The team, who are starting a new partnership with Honda and have yet to announce a title sponsor, called a news conference at their Woking headquarters for “an important and exclusive media event”.
No details were given, and McLaren gave no further indications when contacted, but the move was interpreted by an expectant media as evidence a driver decision had been reached at last after a board meeting last week ended without news.
Button’s future has been the big question in the sport for months, with the 34-year-old Briton out of contract and McLaren the only team yet to name their drivers.
One is sure to be Spain’s double world champion Fernando Alonso, already replaced at Ferrari by four times titleholder Sebastian Vettel but whose return has yet to be confirmed officially by McLaren despite being an open secret.

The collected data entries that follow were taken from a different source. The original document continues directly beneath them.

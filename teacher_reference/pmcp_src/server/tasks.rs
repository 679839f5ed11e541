//! Task routing trait for MCP Tasks integration.
//!
//! This trait provides the integration point for task-enabled servers
//! without creating a circular dependency with the `pmcp-tasks` crate.
//! The `pmcp-tasks` crate implements [`TaskRouter`] and provides the
//! concrete task lifecycle management, while `pmcp` defines the
//! contract here so that [`ServerCoreBuilder`](super::builder::ServerCoreBuilder)
//! can accept a task router without depending on `pmcp-tasks`.

use async_trait::async_trait;
use serde_json::Value;

use crate::error::Result;

/// Trait for routing MCP task requests.
///
/// This trait is implemented by `pmcp-tasks` to handle task lifecycle
/// operations without requiring `pmcp` to depend on `pmcp-tasks`.
///
/// All params and return values use `serde_json::Value` to avoid
/// circular crate dependencies. The implementing crate parses these
/// into strongly-typed structs (e.g., `TaskGetParams`, `CreateTaskResult`).
#[async_trait]
pub trait TaskRouter: Send + Sync {
    /// Handle a task-augmented `tools/call` request.
    ///
    /// When a client sends a `tools/call` request with a `task` field,
    /// the server delegates to this method instead of calling the tool
    /// handler directly. The router creates a task, spawns the tool
    /// execution, and returns a `CreateTaskResult` as `Value`.
    ///
    /// Returns the `CreateTaskResult` serialized as `Value`.
    async fn handle_task_call(
        &self,
        tool_name: &str,
        arguments: Value,
        task_params: Value,
        owner_id: &str,
        progress_token: Option<Value>,
    ) -> Result<Value>;

    /// Handle `tasks/get` request.
    ///
    /// Returns the task status for the given task ID.
    async fn handle_tasks_get(&self, params: Value, owner_id: &str) -> Result<Value>;

    /// Handle `tasks/result` request.
    ///
    /// Returns the task result (content) for a completed task.
    async fn handle_tasks_result(&self, params: Value, owner_id: &str) -> Result<Value>;

    /// Handle `tasks/list` request.
    ///
    /// Returns a list of tasks visible to the given owner.
    async fn handle_tasks_list(&self, params: Value, owner_id: &str) -> Result<Value>;

    /// Handle `tasks/cancel` request.
    ///
    /// Requests cancellation of the given task.
    async fn handle_tasks_cancel(&self, params: Value, owner_id: &str) -> Result<Value>;

    /// Resolve owner ID from authentication context fields.
    ///
    /// The owner ID determines task visibility and access control.
    /// Implementations typically derive this from the OAuth subject,
    /// client ID, or session ID (in order of preference).
    fn resolve_owner(
        &self,
        subject: Option<&str>,
        client_id: Option<&str>,
        session_id: Option<&str>,
    ) -> String;

    /// Check if a tool requires task augmentation (`taskSupport: required`).
    ///
    /// When a tool has `execution.taskSupport == "required"`, the client
    /// must send a `task` field with the `tools/call` request.
    fn tool_requires_task(&self, tool_name: &str, tool_execution: Option<&Value>) -> bool;

    /// Get the server task capabilities as a `Value` for `experimental.tasks`.
    ///
    /// This is inserted into the server's capabilities during initialization
    /// so clients know the server supports the tasks protocol extension.
    fn task_capabilities(&self) -> Value;

    // --- Workflow task methods (Phase 4: Task-Prompt Bridge) ---

    /// Create a workflow-backed task. Returns `CreateTaskResult` as `Value`.
    ///
    /// Called by `TaskWorkflowPromptHandler` when a task-aware workflow prompt
    /// is invoked. The implementation creates a task with the workflow's
    /// initial progress stored in task variables.
    ///
    /// # Arguments
    ///
    /// * `workflow_name` - Name of the workflow (becomes the task title).
    /// * `owner_id` - Owner identity for the new task.
    /// * `progress` - Serialized [`WorkflowProgress`] to store in task variables.
    ///
    /// # Default
    ///
    /// Returns an error indicating workflow tasks are not supported.
    async fn create_workflow_task(
        &self,
        _workflow_name: &str,
        _owner_id: &str,
        _progress: Value,
    ) -> Result<Value> {
        Err(crate::error::Error::internal(
            "workflow tasks not supported by this router",
        ))
    }

    /// Update task variables with workflow step results.
    ///
    /// Called after each step completes to persist the step result
    /// and updated progress to the task's variable store.
    ///
    /// # Arguments
    ///
    /// * `task_id` - ID of the task to update.
    /// * `owner_id` - Owner identity for authorization.
    /// * `variables` - JSON object of key-value pairs to set on the task.
    ///
    /// # Default
    ///
    /// Returns an error indicating workflow tasks are not supported.
    async fn set_task_variables(
        &self,
        _task_id: &str,
        _owner_id: &str,
        _variables: Value,
    ) -> Result<()> {
        Err(crate::error::Error::internal(
            "workflow tasks not supported by this router",
        ))
    }

    /// Complete a workflow task with final result.
    ///
    /// Called when all steps have been executed (or the workflow determines
    /// completion). Sets the task status to `Completed` and stores the
    /// final result.
    ///
    /// # Arguments
    ///
    /// * `task_id` - ID of the task to complete.
    /// * `owner_id` - Owner identity for authorization.
    /// * `result` - Final result value to store on the task.
    ///
    /// # Default
    ///
    /// Returns an error indicating workflow tasks are not supported.
    async fn complete_workflow_task(
        &self,
        _task_id: &str,
        _owner_id: &str,
        _result: Value,
    ) -> Result<Value> {
        Err(crate::error::Error::internal(
            "workflow tasks not supported by this router",
        ))
    }
}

The other looks a straight choice between Button, the sport’s most experienced current driver, and Danish youngster Kevin Magnussen, who formed this year’s pairing.
Magnussen, 22, has youth and promise on his side but Button delivered more on the track this season and is keen to stay at a team that has not won a race since his last victory in Brazil in 2012 and is undergoing a major overhaul.
McLaren group head Ron Dennis said last month that the choice would be made on a “clinical and emotionless analysis of the options”.
But there has been plenty of emotion from fans and followers of both drivers, with Button sparking a lively reaction from an audience of motorsport insiders when he addressed the subject at last Sunday’s Autosport awards in London.
“Do any of you think I should be racing in F1 next year?” the Briton asked, to raucous cheers of support, before adding that it was a ‘strange situation’ to be in.
“I’ve got a new Japanese (mobile) number so that might be why I haven’t heard anything,” joked the winner of 15 races, eight with McLaren.
“If it was my first year in F1 it would be a lot more difficult, but I’ve had an amazing career in Formula One. To win a world championship and achieve what I’ve achieved has been an amazing experience.”